若ければ「都会に来てなにやってんだろう」とか「このままでいいのかなあ」とか青い思いに駆られるかもしれない。大人であれば慣れている分そこまでは顧みないが「そういえばあのころ見てた夢って」とか「喧嘩して別れたけどあの人は元気かな」みたいなことくらいは思うかもしれない。

「家、ついて行ってイイですか?」はその瞬間を映している。そんな「健全な賢者タイム」だからこそ、ほんとうは少し恥ずかしい自分のことをみんな話しはじめる。そしてさらに、ここが実は大きいと思うのだけれど、話す相手が知らない人(ディレクター)だから話せるのだと思う。仲間と飲んでいるときにそんな話はできない。

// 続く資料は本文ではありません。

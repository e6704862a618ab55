/*
 * @Date         : 2026-02-05
 * @Description  : DataLoader - PyTorch 风格的数据批量加载器
 *
 * 提供统一的数据迭代 API，支持：
 * - 自动分批 (batch_size)
 * - 随机打乱 (shuffle)
 * - 丢弃不完整批次 (drop_last)
 */

use rand::SeedableRng;
use rand::rngs::StdRng;
use rand::seq::SliceRandom;

use super::Dataset;
use crate::errors::SynthError;
use crate::tensor::Tensor;

/// DataLoader - PyTorch 风格的数据批量加载器
///
/// 持有自己的随机数生成器：每次`iter()`都会重新打乱（若开启），
/// 而同一`seed`下整个训练过程的批次顺序与数据增强均可复现。
///
/// # 示例
/// ```ignore
/// let mut loader = DataLoader::new(Box::new(dataset), 32)
///     .shuffle(true)
///     .seed(42);
///
/// for batch in loader.iter() {
///     module.training_step(&batch?, batch_idx)?;
/// }
/// ```
pub struct DataLoader {
    dataset: Box<dyn Dataset>,
    batch_size: usize,
    shuffle: bool,
    drop_last: bool,
    rng: StdRng,
}

impl DataLoader {
    /// 创建新的 DataLoader
    ///
    /// # Panics
    /// `batch_size`为0时
    pub fn new(dataset: Box<dyn Dataset>, batch_size: usize) -> Self {
        assert!(batch_size > 0, "DataLoader: batch_size 必须大于 0");
        Self {
            dataset,
            batch_size,
            shuffle: false,
            drop_last: false,
            rng: StdRng::seed_from_u64(0),
        }
    }

    /// 设置是否打乱数据
    pub fn shuffle(mut self, shuffle: bool) -> Self {
        self.shuffle = shuffle;
        self
    }

    /// 设置是否丢弃最后一个不完整的批次
    pub fn drop_last(mut self, drop_last: bool) -> Self {
        self.drop_last = drop_last;
        self
    }

    /// 设置随机种子（用于 shuffle 与数据增强）
    pub fn seed(mut self, seed: u64) -> Self {
        self.rng = StdRng::seed_from_u64(seed);
        self
    }

    pub fn batch_size(&self) -> usize {
        self.batch_size
    }

    /// 获取批次数量
    pub fn num_batches(&self) -> usize {
        let n = self.dataset.len();
        if self.drop_last {
            n / self.batch_size
        } else {
            n.div_ceil(self.batch_size)
        }
    }

    /// 获取数据集大小
    pub fn len(&self) -> usize {
        self.dataset.len()
    }

    pub fn is_empty(&self) -> bool {
        self.dataset.is_empty()
    }

    /// 创建迭代器
    pub fn iter(&mut self) -> DataLoaderIterator<'_> {
        let mut indices: Vec<usize> = (0..self.dataset.len()).collect();
        if self.shuffle {
            indices.shuffle(&mut self.rng);
        }
        DataLoaderIterator {
            loader: self,
            indices,
            current_batch: 0,
        }
    }
}

/// DataLoader 迭代器，逐批产出`[B, sample_shape...]`张量
pub struct DataLoaderIterator<'a> {
    loader: &'a mut DataLoader,
    indices: Vec<usize>,
    current_batch: usize,
}

impl Iterator for DataLoaderIterator<'_> {
    type Item = Result<Tensor, SynthError>;

    fn next(&mut self) -> Option<Self::Item> {
        let n = self.indices.len();
        let batch_size = self.loader.batch_size;
        let start = self.current_batch * batch_size;

        // 检查是否还有数据
        if start >= n {
            return None;
        }

        let end = (start + batch_size).min(n);
        // 如果 drop_last 且批次不完整，则跳过
        if self.loader.drop_last && end - start < batch_size {
            return None;
        }
        self.current_batch += 1;

        let loader = &mut *self.loader;
        let samples: Result<Vec<Tensor>, SynthError> = self.indices[start..end]
            .iter()
            .map(|&idx| loader.dataset.get(idx, &mut loader.rng))
            .collect();
        Some(samples.and_then(|samples| Tensor::stack(&samples)))
    }
}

SNSでそんなこと言ったって目の前で相槌はうってくれない。自分に興味を持ってくれた知らない人にイチから自分を説明する、そんな機会は怪しい勧誘でもなければ実はなかなかない。さらにディレクターも部屋の中を物色して「これなんですか?」「あれはこういうことですか?」と言葉は土足で踏み入っていく。すると彼、彼女たちも自分の部屋に痕跡として残っている、自分でも気にしていなかった人生の欠片をきっかけに「それは」「あれは」と話しているうちに、知らない人が自分に興味をもって話を聞いてくれることに少なからず高揚していき、いつのまにかカメラにはその人の「人間」がたしかに映っていくのだ。


ただ、そこに夢や希望があることはあまりない。「YOUは何しに日本へ?」のような「ハレやかなピーク」が映ることはない。その人たちの「今」でしかない。東京という大都会は実はそんな個人の「今」が1300万個も集まってできているのだなと、という当たり前のことを改めて感じる番組なのだ。そして同時に、それは当たり前だけど都会ではとことん分かりづらくなっているということにも気がつく番組なのだ。

人生の、毎日の、どの瞬間が「ほんとうのその人」なのかなんて街には関係ない。街を生かしているのは集団であり、流行であり、消費である。しかしそれは望まれたことでもあったと思う。ほんとうの自分なんてメンドクサイものを気にしなくていい瞬間だって人生には必要だからだ。誰かといっしょにいることだったり、分かりやすいヒエラルキーだったり、ステレオタイプなイメージだったり。「みんないろいろあるけどさ」と言いながら「いろいろってなんだっけ?」と似た者のように見えるみんなと笑える瞬間が必要だからだ。

しかしである。それでも拭い去れない「ほんとうの自分」は汚い部屋の片隅と深夜の心にこびりついていて、隠していたつもりでも手段は分からないけどそれを「見せたい」という衝動にかられるときがあり、そんなときのひとつがたとえば「終電をなくした夜」なのである。番組の発見がここにある。

つまりは「家、ついて行ってイイですか?」という番組タイトルにもなっているこの質問に「いいですよ」と答える人は「なんとなくそろそろ自分を見せたがっている人」であるという可能性が高く、この番組は偶然に見えて実は利害関係の一致があり、必然的に「面白い話」が聞けるという非常に巧妙な仕組みになっているのだ。

そしてカメラが家を出るときにかかる番組主題歌「レット・イット・ビー」が、君がそういう話をすることは分かっていたよと言わんばかりに「でもそんな今でいんじゃない?」と番組をしめている、などと歴史的名曲を拡大解釈してしまうくらいに私はこの番組が好きなのである。